Bradley explains that assets held in a parent’s name are figured to contribute at up to 5.64 percent, while those held in a child’s name are figured at 20 percent.

A UTMA/UGMA may provide too much flexibility

While the 529 is limited to education, that inflexibility may make it better in some cases. That’s because a UTMA/UGMA account becomes the minor’s at the age of majority. So the money can be used however the adult child sees fit with no restrictions and could be totally wasted.

“If you know funds will be needed for higher education, then a 529 plan is the most tax-efficient and allows the owner to maintain control of the account and make beneficiary changes as desired,” says Bradley.

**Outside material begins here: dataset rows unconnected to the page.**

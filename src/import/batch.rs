//! Batch import orchestration.
//!
//! One call imports one payload inside one store transaction. Payloads are
//! decoded and batch parameters validated before the transaction begins, so
//! a malformed batch never mutates the store. A store failure mid-batch
//! propagates and leaves the open transaction to the store.

use crate::import::parser_csv;
use crate::import::parser_json;
use crate::import::types::{Entrant, EntrantStatus, ParseError, Person, RallyRow};
use crate::reconcile::address;
use crate::reconcile::bike::resolve_bike;
use crate::reconcile::duration::ride_length;
use crate::reconcile::identity::{membership_number, resolve_identity, PersonDetails, PersonRecord};
use crate::reconcile::ride::{record_rally_result, upsert_ride, RallyResultRecord, RideRecord};
use crate::reconcile::stats::RunStats;
use crate::routes::{self, Route};
use crate::storage::config::ImportConfig;
use crate::storage::database::{Database, DatabaseError};
use chrono::NaiveDate;
use thiserror::Error;

/// Errors that abort an import batch.
#[derive(Debug, Error)]
pub enum ImportError {
    #[error("malformed payload: {0}")]
    Payload(#[from] ParseError),

    #[error("missing batch parameter: {0}")]
    MissingParameter(&'static str),

    #[error("invalid batch parameter: {0}")]
    InvalidParameter(String),

    #[error(transparent)]
    Database(#[from] DatabaseError),
}

/// Import a structured results document.
///
/// `ride_date` is the event ("Saturday") date in ISO form; it becomes the
/// start and finish date of every imported ride and the last-active date of
/// every touched identity. Returns the batch statistics.
pub fn import_event_results(
    db: &Database,
    config: &ImportConfig,
    payload: &str,
    ride_date: &str,
) -> Result<RunStats, ImportError> {
    let ride_date = ride_date.trim();
    if ride_date.is_empty() {
        return Err(ImportError::MissingParameter("ride date"));
    }
    if NaiveDate::parse_from_str(ride_date, "%Y-%m-%d").is_err() {
        return Err(ImportError::InvalidParameter(format!(
            "ride date '{ride_date}' is not a YYYY-MM-DD date"
        )));
    }

    let doc = parser_json::parse_results(payload)?;
    tracing::info!(
        filetype = %doc.filetype,
        as_at = %doc.asat,
        entrants = doc.entrants.len(),
        "importing event results"
    );

    let event_name = format!("RBLR 1000 ('{})", &ride_date[2..4]);
    let mut stats = RunStats::new();

    db.begin_batch()?;

    for entrant in &doc.entrants {
        let status = EntrantStatus::from_code(entrant.entrant_status);
        if !status.completed() {
            tracing::debug!(
                entrant_id = entrant.entrant_id,
                status = entrant.entrant_status,
                "entrant did not complete, skipping"
            );
            continue;
        }

        import_entrant(db, config, entrant, status, ride_date, &event_name, &mut stats)?;
    }

    db.commit_batch()?;

    tracing::info!(
        new_rides = stats.new_rides,
        new_riders = stats.new_riders,
        new_pillions = stats.new_pillions,
        "event import complete"
    );

    Ok(stats)
}

/// Import a tabular finisher sheet for the given rally.
///
/// An unknown rally code is registered in the rally catalog under the
/// supplied title. The event key is the rally code plus the two-digit year.
pub fn import_rally_sheet(
    db: &Database,
    payload: &str,
    rally_code: &str,
    rally_year: &str,
    rally_title: &str,
) -> Result<RunStats, ImportError> {
    let code = rally_code.trim().to_uppercase();
    if code.is_empty() {
        return Err(ImportError::MissingParameter("rally code"));
    }

    let rows = parser_csv::parse_sheet(payload)?;
    let rally_key = format!("{}{}", code, short_year(rally_year));
    let today = chrono::Local::now().format("%Y-%m-%d").to_string();

    tracing::info!(rally = %rally_key, rows = rows.len(), "importing rally sheet");

    let mut stats = RunStats::new();

    db.begin_batch()?;

    if db.rally_title(&code)?.is_none() {
        tracing::info!(code = %code, title = rally_title, "registering new rally");
        db.insert_rally(&code, rally_title)?;
    }

    for row in &rows {
        import_sheet_person(db, row, false, &rally_key, &today, &mut stats)?;
        if !row.pillion_name.is_empty() {
            import_sheet_person(db, row, true, &rally_key, &today, &mut stats)?;
        }
    }

    db.commit_batch()?;

    tracing::info!(
        new_rides = stats.new_rides,
        new_riders = stats.new_riders,
        new_pillions = stats.new_pillions,
        "rally import complete"
    );

    Ok(stats)
}

/// Per-entrant fields shared by the rider and pillion passes.
struct EntrantRide<'a> {
    route_code: &'static str,
    route: Route,
    qualifying: bool,
    ride_hours: i64,
    ride_mins: i64,
    kms_odo: bool,
    ride_date: &'a str,
    event_name: &'a str,
    verifier: &'a str,
}

fn import_entrant(
    db: &Database,
    config: &ImportConfig,
    entrant: &Entrant,
    status: EntrantStatus,
    ride_date: &str,
    event_name: &str,
    stats: &mut RunStats,
) -> Result<(), DatabaseError> {
    let (route_code, route) =
        routes::resolve(&entrant.route, status.is_late(), &config.default_route);
    let qualifying = status.is_finisher() && route.miles >= config.min_qualifying_miles;
    let (ride_hours, ride_mins) = ride_length(&entrant.start_time, &entrant.finish_time);

    let shared = EntrantRide {
        route_code,
        route,
        qualifying,
        ride_hours,
        ride_mins,
        kms_odo: entrant.odo_counts == "K",
        ride_date,
        event_name,
        verifier: &config.verifier,
    };

    import_entrant_person(db, entrant, &entrant.rider, false, &shared, stats)?;
    if entrant.pillion.is_present() {
        import_entrant_person(db, entrant, &entrant.pillion, true, &shared, stats)?;
    }

    Ok(())
}

fn import_entrant_person(
    db: &Database,
    entrant: &Entrant,
    person: &Person,
    is_pillion: bool,
    shared: &EntrantRide<'_>,
    stats: &mut RunStats,
) -> Result<(), DatabaseError> {
    let record = person_record(person, is_pillion);

    let identity = resolve_identity(db, &record, shared.ride_date, shared.qualifying, stats)?;
    let bike_id = resolve_bike(db, identity.rider_id, &entrant.bike, &entrant.bike_reg, shared.kms_odo)?;

    let ride = RideRecord {
        rider_id: identity.rider_id,
        bike_id,
        cert_name: record.name,
        date_start: shared.ride_date.to_string(),
        date_finish: shared.ride_date.to_string(),
        ride_name: shared.route.ride_name.to_string(),
        is_pillion,
        event_name: shared.event_name.to_string(),
        kms_odo: shared.kms_odo,
        total_miles: shared.route.miles,
        start_point: shared.route.start.to_string(),
        finish_point: shared.route.finish.to_string(),
        mid_points: shared.route.via.to_string(),
        show_roh: shared.qualifying,
        odo_start: entrant.odo_start.clone(),
        odo_finish: entrant.odo_finish.clone(),
        time_start: entrant.start_time.clone(),
        time_finish: entrant.finish_time.clone(),
        ride_hours: shared.ride_hours,
        ride_mins: shared.ride_mins,
        notes: entrant.notes.clone(),
        admin_date: shared.ride_date.to_string(),
        verifier: shared.verifier.to_string(),
    };

    upsert_ride(db, &ride, shared.route_code, stats)?;
    Ok(())
}

/// Build a `PersonRecord` from a structured-export person.
fn person_record(person: &Person, is_pillion: bool) -> PersonRecord {
    PersonRecord {
        name: format!("{} {}", person.first, person.last),
        iba_number: membership_number(&person.iba),
        postal_address: address::normalize_components(
            &person.address1,
            &person.address2,
            &person.town,
            &person.county,
        ),
        postcode: person.postcode.clone(),
        country: person.country.clone(),
        email: person.email.clone(),
        phone: person.phone.clone(),
        is_pillion,
        details: Some(PersonDetails {
            first_name: person.first.trim().to_string(),
            last_name: person.last.trim().to_string(),
            address1: person.address1.trim().to_string(),
            address2: person.address2.trim().to_string(),
            town: person.town.trim().to_string(),
            county: person.county.trim().to_string(),
        }),
    }
}

fn import_sheet_person(
    db: &Database,
    row: &RallyRow,
    is_pillion: bool,
    rally_key: &str,
    today: &str,
    stats: &mut RunStats,
) -> Result<(), DatabaseError> {
    let (name, iba) = if is_pillion {
        (&row.pillion_name, row.pillion_iba)
    } else {
        (&row.rider_name, row.rider_iba)
    };

    let record = PersonRecord {
        name: name.clone(),
        iba_number: if iba > 0 { Some(iba.to_string()) } else { None },
        postal_address: address::normalize_legacy(&row.postal_address),
        postcode: row.postcode.clone(),
        country: row.country.clone(),
        email: row.email.clone(),
        phone: row.phone.clone(),
        is_pillion,
        details: None,
    };

    let identity = resolve_identity(db, &record, today, true, stats)?;

    // The odometer unit switch is not present in the sheet export
    let bike_id = resolve_bike(db, identity.rider_id, &row.bike, &row.bike_reg, false)?;

    let result = RallyResultRecord {
        rally_key: rally_key.to_string(),
        finish_position: row.placing,
        rider_id: identity.rider_id,
        bike_id,
        miles: row.miles,
        points: row.points,
        country: row.country.clone(),
    };

    record_rally_result(db, &result, stats)?;
    Ok(())
}

/// The last two digits of a year parameter ("2025" -> "25").
fn short_year(year: &str) -> &str {
    year.get(2..).unwrap_or(year)
}

#[cfg(test)]
mod tests {
    use super::*;

    #[test]
    fn test_missing_ride_date_is_rejected_before_processing() {
        let db = Database::open_in_memory().unwrap();
        let config = ImportConfig::default();

        let result = import_event_results(&db, &config, r#"{"Entrants": []}"#, "  ");
        assert!(matches!(result, Err(ImportError::MissingParameter(_))));
    }

    #[test]
    fn test_invalid_ride_date_is_rejected_before_processing() {
        let db = Database::open_in_memory().unwrap();
        let config = ImportConfig::default();

        let result = import_event_results(&db, &config, r#"{"Entrants": []}"#, "07/06/2025");
        assert!(matches!(result, Err(ImportError::InvalidParameter(_))));
    }

    #[test]
    fn test_malformed_payload_aborts_without_mutation() {
        let db = Database::open_in_memory().unwrap();
        let config = ImportConfig::default();

        let result = import_event_results(&db, &config, "not json", "2025-06-07");
        assert!(matches!(result, Err(ImportError::Payload(_))));
        assert_eq!(db.count_riders().unwrap(), 0);
        assert_eq!(db.count_rides().unwrap(), 0);
    }

    #[test]
    fn test_missing_rally_code_is_rejected() {
        let db = Database::open_in_memory().unwrap();

        let result = import_rally_sheet(&db, "", "  ", "2025", "");
        assert!(matches!(result, Err(ImportError::MissingParameter(_))));
    }

    #[test]
    fn test_short_year() {
        assert_eq!(short_year("2025"), "25");
        assert_eq!(short_year("25"), "25");
        assert_eq!(short_year(""), "");
    }
}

Other alternatives to a 529 plan

Those looking for other alternatives to a 529 account have a number of them that could work. A Coverdell education savings account could be a good fit for families keeping their contribution to less than $2,000 each year, though a 529 offers more flexibility, says Bradley.

Bottom line

As a specialized account, the 529 account offers a range of extra benefits that a UTMA or UGMA account can’t really offer, while not suffering from some of the same drawbacks. Recent changes to 529 plans have made them more flexible than ever, offering even more use cases.